>>>

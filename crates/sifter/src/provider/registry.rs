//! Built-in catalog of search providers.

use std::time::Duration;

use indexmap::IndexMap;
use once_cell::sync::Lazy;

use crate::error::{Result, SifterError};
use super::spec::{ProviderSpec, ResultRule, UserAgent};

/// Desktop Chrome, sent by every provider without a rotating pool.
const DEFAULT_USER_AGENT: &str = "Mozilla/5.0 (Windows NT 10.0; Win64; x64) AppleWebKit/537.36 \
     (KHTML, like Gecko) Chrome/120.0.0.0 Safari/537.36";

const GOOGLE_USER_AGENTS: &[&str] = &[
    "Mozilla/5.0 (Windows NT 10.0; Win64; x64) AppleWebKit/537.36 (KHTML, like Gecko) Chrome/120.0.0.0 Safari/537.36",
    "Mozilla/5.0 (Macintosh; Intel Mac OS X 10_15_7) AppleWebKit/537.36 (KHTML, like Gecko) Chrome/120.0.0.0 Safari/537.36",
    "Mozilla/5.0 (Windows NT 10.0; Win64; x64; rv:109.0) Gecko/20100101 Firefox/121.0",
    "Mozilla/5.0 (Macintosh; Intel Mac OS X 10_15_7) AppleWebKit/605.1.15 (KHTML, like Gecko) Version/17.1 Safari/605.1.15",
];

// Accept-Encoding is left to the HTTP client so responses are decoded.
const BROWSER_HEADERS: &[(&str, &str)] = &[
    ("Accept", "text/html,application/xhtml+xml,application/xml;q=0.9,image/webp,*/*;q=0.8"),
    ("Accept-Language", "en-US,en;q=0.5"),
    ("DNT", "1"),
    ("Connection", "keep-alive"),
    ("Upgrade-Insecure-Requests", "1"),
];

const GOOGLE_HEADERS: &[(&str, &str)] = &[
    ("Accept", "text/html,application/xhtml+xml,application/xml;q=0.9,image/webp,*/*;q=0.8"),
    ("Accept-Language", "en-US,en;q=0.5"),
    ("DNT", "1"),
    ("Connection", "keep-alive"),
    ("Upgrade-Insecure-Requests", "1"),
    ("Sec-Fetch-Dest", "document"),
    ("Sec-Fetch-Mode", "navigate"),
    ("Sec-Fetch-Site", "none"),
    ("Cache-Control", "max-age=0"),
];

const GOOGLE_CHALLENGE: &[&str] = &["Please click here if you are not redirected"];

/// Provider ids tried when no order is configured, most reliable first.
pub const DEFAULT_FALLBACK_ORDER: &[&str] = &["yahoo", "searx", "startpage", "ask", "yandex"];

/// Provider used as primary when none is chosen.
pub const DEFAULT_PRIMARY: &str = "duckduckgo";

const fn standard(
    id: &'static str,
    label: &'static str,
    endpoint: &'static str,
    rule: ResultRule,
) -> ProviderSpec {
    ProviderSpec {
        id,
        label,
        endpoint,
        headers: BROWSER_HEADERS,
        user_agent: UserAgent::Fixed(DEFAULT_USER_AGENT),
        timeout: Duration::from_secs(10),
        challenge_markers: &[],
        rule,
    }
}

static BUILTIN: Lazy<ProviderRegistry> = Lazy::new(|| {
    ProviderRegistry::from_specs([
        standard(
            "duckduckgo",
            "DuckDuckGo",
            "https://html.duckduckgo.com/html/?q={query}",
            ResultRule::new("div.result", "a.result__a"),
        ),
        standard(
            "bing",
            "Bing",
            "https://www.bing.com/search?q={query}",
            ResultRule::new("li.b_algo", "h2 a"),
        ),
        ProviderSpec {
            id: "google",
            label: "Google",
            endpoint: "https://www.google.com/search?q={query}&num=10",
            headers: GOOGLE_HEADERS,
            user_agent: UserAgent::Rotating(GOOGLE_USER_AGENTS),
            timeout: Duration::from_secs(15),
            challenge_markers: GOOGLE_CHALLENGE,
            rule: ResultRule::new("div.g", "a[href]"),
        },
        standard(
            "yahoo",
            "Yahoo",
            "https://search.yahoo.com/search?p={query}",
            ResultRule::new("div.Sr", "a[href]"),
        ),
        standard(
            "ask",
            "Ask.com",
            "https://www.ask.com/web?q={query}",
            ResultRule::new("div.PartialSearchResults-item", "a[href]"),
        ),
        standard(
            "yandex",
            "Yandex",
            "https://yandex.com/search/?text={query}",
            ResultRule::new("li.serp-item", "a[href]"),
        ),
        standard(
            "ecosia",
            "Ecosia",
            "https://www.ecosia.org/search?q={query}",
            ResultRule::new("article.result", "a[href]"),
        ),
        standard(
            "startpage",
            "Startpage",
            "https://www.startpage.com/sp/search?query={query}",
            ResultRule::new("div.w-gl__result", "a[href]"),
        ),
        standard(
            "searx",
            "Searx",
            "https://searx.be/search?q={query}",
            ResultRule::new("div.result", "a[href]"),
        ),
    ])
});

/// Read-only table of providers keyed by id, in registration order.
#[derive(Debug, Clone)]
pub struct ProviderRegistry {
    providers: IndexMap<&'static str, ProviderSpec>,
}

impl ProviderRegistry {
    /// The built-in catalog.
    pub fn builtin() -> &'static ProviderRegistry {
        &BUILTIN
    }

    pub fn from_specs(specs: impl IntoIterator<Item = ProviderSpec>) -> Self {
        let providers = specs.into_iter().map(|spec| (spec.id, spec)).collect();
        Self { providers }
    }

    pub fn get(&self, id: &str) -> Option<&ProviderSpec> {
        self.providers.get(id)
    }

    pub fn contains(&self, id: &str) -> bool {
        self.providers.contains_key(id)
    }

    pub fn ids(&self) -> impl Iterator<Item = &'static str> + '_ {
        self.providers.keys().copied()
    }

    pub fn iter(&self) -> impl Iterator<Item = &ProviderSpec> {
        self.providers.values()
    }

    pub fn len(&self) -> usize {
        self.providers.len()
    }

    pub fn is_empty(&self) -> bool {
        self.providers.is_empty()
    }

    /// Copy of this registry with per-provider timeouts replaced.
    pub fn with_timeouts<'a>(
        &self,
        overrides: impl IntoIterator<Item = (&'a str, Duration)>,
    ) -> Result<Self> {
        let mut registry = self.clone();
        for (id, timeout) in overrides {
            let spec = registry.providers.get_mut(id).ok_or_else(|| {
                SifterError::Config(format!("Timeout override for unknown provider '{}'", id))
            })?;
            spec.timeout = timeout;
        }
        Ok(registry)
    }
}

<<<

Please write out every record shown above exactly as it reads.

filename crates/sifter/src/provider/registry.rs
//! Built-in catalog of search providers.

use std::time::Duration;

use indexmap::IndexMap;
use once_cell::sync::Lazy;

use crate::error::{Result, SifterError};
use super::spec::{ProviderSpec, ResultRule, UserAgent};

/// Desktop Chrome, sent by every provider without a rotating pool.
const DEFAULT_USER_AGENT: &str = "Mozilla/5.0 (Windows NT 10.0; Win64; x64) AppleWebKit/537.36 \
     (KHTML, like Gecko) Chrome/120.0.0.0 Safari/537.36";

const GOOGLE_USER_AGENTS: &[&str] = &[
    "Mozilla/5.0 (Windows NT 10.0; Win64; x64) AppleWebKit/537.36 (KHTML, like Gecko) Chrome/120.0.0.0 Safari/537.36",
    "Mozilla/5.0 (Macintosh; Intel Mac OS X 10_15_7) AppleWebKit/537.36 (KHTML, like Gecko) Chrome/120.0.0.0 Safari/537.36",
    "Mozilla/5.0 (Windows NT 10.0; Win64; x64; rv:109.0) Gecko/20100101 Firefox/121.0",
    "Mozilla/5.0 (Macintosh; Intel Mac OS X 10_15_7) AppleWebKit/605.1.15 (KHTML, like Gecko) Version/17.1 Safari/605.1.15",
];

// Accept-Encoding is left to the HTTP client so responses are decoded.
const BROWSER_HEADERS: &[(&str, &str)] = &[
    ("Accept", "text/html,application/xhtml+xml,application/xml;q=0.9,image/webp,*/*;q=0.8"),
    ("Accept-Language", "en-US,en;q=0.5"),
    ("DNT", "1"),
    ("Connection", "keep-alive"),
    ("Upgrade-Insecure-Requests", "1"),
];

const GOOGLE_HEADERS: &[(&str, &str)] = &[
    ("Accept", "text/html,application/xhtml+xml,application/xml;q=0.9,image/webp,*/*;q=0.8"),
    ("Accept-Language", "en-US,en;q=0.5"),
    ("DNT", "1"),
    ("Connection", "keep-alive"),
    ("Upgrade-Insecure-Requests", "1"),
    ("Sec-Fetch-Dest", "document"),
    ("Sec-Fetch-Mode", "navigate"),
    ("Sec-Fetch-Site", "none"),
    ("Cache-Control", "max-age=0"),
];

const GOOGLE_CHALLENGE: &[&str] = &["Please click here if you are not redirected"];

/// Provider ids tried when no order is configured, most reliable first.
pub const DEFAULT_FALLBACK_ORDER: &[&str] = &["yahoo", "searx", "startpage", "ask", "yandex"];

/// Provider used as primary when none is chosen.
pub const DEFAULT_PRIMARY: &str = "duckduckgo";

const fn standard(
    id: &'static str,
    label: &'static str,
    endpoint: &'static str,
    rule: ResultRule,
) -> ProviderSpec {
    ProviderSpec {
        id,
        label,
        endpoint,
        headers: BROWSER_HEADERS,
        user_agent: UserAgent::Fixed(DEFAULT_USER_AGENT),
        timeout: Duration::from_secs(10),
        challenge_markers: &[],
        rule,
    }
}

static BUILTIN: Lazy<ProviderRegistry> = Lazy::new(|| {
    ProviderRegistry::from_specs([
        standard(
            "duckduckgo",
            "DuckDuckGo",
            "https://html.duckduckgo.com/html/?q={query}",
            ResultRule::new("div.result", "a.result__a"),
        ),
        standard(
            "bing",
            "Bing",
            "https://www.bing.com/search?q={query}",
            ResultRule::new("li.b_algo", "h2 a"),
        ),
        ProviderSpec {
            id: "google",
            label: "Google",
            endpoint: "https://www.google.com/search?q={query}&num=10",
            headers: GOOGLE_HEADERS,
            user_agent: UserAgent::Rotating(GOOGLE_USER_AGENTS),
            timeout: Duration::from_secs(15),
            challenge_markers: GOOGLE_CHALLENGE,
            rule: ResultRule::new("div.g", "a[href]"),
        },
        standard(
            "yahoo",
            "Yahoo",
            "https://search.yahoo.com/search?p={query}",
            ResultRule::new("div.Sr", "a[href]"),
        ),
        standard(
            "ask",
            "Ask.com",
            "https://www.ask.com/web?q={query}",
            ResultRule::new("div.PartialSearchResults-item", "a[href]"),
        ),
        standard(
            "yandex",
            "Yandex",
            "https://yandex.com/search/?text={query}",
            ResultRule::new("li.serp-item", "a[href]"),
        ),
        standard(
            "ecosia",
            "Ecosia",
            "https://www.ecosia.org/search?q={query}",
            ResultRule::new("article.result", "a[href]"),
        ),
        standard(
            "startpage",
            "Startpage",
            "https://www.startpage.com/sp/search?query={query}",
            ResultRule::new("div.w-gl__result", "a[href]"),
        ),
        standard(
            "searx",
            "Searx",
            "https://searx.be/search?q={query}",
            ResultRule::new("div.result", "a[href]"),
        ),
    ])
});

/// Read-only table of providers keyed by id, in registration order.
#[derive(Debug, Clone)]
pub struct ProviderRegistry {
    providers: IndexMap<&'static str, ProviderSpec>,
}

impl ProviderRegistry {
    /// The built-in catalog.
    pub fn builtin() -> &'static ProviderRegistry {
        &BUILTIN
    }

    pub fn from_specs(specs: impl IntoIterator<Item = ProviderSpec>) -> Self {
        let providers = specs.into_iter().map(|spec| (spec.id, spec)).collect();
        Self { providers }
    }

    pub fn get(&self, id: &str) -> Option<&ProviderSpec> {
        self.providers.get(id)
    }

    pub fn contains(&self, id: &str) -> bool {
        self.providers.contains_key(id)
    }

    pub fn ids(&self) -> impl Iterator<Item = &'static str> + '_ {
        self.providers.keys().copied()
    }

    pub fn iter(&self) -> impl Iterator<Item = &ProviderSpec> {
        self.providers.values()
    }

    pub fn len(&self) -> usize {
        self.providers.len()
    }

    pub fn is_empty(&self) -> bool {
        self.providers.is_empty()
    }

    /// Copy of this registry with per-provider timeouts replaced.
    pub fn with_timeouts<'a>(
        &self,
        overrides: impl IntoIterator<Item = (&'a str, Duration)>,
    ) -> Result<Self> {
        let mut registry = self.clone();
        for (id, timeout) in overrides {
            let spec = registry.providers.get_mut(id).ok_or_else(|| {
                SifterError::Config(format!("Timeout override for unknown provider '{}'", id))
            })?;
            spec.timeout = timeout;
        }
        Ok(registry)
    }
}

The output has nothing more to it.